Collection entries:
┌──
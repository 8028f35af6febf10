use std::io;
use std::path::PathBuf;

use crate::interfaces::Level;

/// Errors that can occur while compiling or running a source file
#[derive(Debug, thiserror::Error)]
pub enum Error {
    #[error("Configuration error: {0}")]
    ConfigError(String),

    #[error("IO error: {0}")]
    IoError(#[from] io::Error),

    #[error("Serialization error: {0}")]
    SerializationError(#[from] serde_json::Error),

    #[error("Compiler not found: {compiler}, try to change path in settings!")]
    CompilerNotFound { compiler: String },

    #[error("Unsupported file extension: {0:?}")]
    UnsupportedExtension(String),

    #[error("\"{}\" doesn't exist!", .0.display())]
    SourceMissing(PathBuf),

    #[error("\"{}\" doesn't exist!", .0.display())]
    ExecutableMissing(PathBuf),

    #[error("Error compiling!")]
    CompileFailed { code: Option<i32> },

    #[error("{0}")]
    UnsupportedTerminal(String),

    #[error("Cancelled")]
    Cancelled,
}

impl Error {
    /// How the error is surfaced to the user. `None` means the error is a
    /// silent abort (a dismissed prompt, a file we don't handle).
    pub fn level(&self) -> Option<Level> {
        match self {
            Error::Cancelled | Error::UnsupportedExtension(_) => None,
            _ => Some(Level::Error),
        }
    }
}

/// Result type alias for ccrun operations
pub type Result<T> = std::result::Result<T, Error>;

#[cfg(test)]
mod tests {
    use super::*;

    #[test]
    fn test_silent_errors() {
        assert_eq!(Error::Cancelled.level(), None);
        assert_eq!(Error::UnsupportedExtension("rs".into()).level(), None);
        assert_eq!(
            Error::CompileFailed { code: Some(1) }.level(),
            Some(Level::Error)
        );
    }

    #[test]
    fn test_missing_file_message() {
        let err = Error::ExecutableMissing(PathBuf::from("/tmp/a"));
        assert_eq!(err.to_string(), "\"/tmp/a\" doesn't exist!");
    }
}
└──
┌──
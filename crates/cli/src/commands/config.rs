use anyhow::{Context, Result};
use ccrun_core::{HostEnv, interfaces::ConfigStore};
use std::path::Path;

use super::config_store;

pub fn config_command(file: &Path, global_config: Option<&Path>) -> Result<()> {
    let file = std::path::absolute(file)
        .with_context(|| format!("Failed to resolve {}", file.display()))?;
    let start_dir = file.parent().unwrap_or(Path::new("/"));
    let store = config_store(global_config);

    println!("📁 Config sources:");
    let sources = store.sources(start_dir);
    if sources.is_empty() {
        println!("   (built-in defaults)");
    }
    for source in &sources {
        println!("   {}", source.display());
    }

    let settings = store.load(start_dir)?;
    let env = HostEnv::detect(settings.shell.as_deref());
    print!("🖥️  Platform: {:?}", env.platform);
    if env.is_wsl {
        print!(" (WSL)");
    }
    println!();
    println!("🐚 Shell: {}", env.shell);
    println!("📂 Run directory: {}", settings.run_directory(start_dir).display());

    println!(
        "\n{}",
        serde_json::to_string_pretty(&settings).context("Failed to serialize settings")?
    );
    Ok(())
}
└──
→ WORK TASK:
Copy out each line carrying the string "sources" from the data.

→ RESULT OF THE EXERCISE:
    println!("📁 Config sources:");
    let sources = store.sources(start_dir);
    if sources.is_empty() {
    for source in &sources {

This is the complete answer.